(Collected data)
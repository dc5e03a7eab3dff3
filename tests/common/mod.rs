//! Shared test utilities for annoscope integration harnesses.
//!
//! Import everything you need via `mod common; use common::*;` at the top of
//! each harness file. Timing-sensitive helpers are meant to run under
//! `#[tokio::test(start_paused = true)]` so delays are deterministic.

pub mod assertions;
pub mod builders;
pub mod fake_retrieval;
pub mod fixtures;

pub use builders::*;
pub use fake_retrieval::*;
pub use fixtures::*;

### THE TASK
Every entry above should be written out again, precisely.

### OUTPUT BELOW
repository dc5e03a7eab3dff3
filename tests/common/mod.rs
//! Shared test utilities for annoscope integration harnesses.
//!
//! Import everything you need via `mod common; use common::*;` at the top of
//! each harness file. Timing-sensitive helpers are meant to run under
//! `#[tokio::test(start_paused = true)]` so delays are deterministic.

pub mod assertions;
pub mod builders;
pub mod fake_retrieval;
pub mod fixtures;

pub use builders::*;
pub use fake_retrieval::*;
pub use fixtures::*;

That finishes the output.